Given data:
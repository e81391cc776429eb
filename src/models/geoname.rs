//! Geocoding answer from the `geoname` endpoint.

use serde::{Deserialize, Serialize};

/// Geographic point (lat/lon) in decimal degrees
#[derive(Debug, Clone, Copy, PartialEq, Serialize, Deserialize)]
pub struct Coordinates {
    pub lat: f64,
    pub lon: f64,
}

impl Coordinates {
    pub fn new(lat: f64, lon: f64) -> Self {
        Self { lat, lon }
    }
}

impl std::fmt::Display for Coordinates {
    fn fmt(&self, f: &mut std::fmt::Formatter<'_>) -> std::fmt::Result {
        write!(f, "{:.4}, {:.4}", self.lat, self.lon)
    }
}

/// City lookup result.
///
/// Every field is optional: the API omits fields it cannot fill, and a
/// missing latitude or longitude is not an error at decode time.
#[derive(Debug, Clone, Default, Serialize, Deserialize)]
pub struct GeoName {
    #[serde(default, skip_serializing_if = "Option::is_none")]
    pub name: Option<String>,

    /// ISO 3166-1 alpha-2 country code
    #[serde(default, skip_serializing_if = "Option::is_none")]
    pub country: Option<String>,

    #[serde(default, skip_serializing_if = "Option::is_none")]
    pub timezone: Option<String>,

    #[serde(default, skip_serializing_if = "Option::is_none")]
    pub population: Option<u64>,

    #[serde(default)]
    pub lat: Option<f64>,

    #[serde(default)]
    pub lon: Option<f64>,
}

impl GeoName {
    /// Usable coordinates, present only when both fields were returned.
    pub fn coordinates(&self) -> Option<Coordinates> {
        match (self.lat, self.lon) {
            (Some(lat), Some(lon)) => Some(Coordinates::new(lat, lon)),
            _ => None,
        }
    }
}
--
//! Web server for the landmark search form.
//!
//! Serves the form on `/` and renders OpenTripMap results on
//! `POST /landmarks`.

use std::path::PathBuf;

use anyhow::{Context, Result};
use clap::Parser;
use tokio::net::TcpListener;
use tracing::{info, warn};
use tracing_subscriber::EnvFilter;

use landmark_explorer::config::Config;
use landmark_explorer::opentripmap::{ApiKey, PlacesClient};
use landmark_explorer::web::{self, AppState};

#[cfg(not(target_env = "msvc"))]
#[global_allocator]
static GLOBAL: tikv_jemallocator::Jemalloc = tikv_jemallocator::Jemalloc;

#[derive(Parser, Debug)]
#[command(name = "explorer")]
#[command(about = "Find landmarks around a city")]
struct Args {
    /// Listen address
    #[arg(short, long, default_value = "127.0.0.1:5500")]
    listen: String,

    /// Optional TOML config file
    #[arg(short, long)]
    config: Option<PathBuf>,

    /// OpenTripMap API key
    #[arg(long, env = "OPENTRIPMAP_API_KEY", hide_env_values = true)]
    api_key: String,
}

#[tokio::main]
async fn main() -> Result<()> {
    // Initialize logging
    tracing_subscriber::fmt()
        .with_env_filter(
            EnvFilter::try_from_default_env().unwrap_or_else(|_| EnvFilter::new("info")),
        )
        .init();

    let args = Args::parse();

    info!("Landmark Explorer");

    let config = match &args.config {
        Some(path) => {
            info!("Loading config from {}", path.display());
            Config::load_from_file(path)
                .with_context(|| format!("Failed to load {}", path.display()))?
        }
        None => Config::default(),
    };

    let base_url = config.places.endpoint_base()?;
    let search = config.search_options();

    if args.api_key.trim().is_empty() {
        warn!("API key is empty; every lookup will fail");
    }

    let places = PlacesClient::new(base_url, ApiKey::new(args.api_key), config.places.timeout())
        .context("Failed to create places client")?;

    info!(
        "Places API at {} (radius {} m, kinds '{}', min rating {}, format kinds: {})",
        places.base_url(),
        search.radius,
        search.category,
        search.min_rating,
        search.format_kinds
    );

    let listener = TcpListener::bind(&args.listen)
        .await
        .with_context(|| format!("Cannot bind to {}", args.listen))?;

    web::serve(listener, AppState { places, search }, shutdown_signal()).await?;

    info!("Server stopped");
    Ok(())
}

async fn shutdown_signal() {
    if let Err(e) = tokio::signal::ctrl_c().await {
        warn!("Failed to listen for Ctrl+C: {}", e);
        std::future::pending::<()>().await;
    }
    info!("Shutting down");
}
==
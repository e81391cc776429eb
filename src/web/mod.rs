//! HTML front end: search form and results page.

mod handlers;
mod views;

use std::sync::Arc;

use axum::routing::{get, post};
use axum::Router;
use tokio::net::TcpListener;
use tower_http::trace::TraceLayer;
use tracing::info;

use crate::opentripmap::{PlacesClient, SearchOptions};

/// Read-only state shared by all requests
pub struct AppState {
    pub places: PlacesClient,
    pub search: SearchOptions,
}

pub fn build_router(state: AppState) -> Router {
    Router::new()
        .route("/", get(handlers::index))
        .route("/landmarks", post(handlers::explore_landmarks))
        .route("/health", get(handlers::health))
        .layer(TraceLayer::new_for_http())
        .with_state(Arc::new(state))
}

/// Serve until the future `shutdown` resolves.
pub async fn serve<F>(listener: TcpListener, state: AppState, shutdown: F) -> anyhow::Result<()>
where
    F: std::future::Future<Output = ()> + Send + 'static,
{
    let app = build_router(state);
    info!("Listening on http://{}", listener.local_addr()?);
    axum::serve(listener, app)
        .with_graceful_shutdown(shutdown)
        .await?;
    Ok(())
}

Exercise brief:
Each line in the records that carries "SearchOptions" must be copied out.

Written answer:
use crate::opentripmap::{PlacesClient, SearchOptions};
    pub search: SearchOptions,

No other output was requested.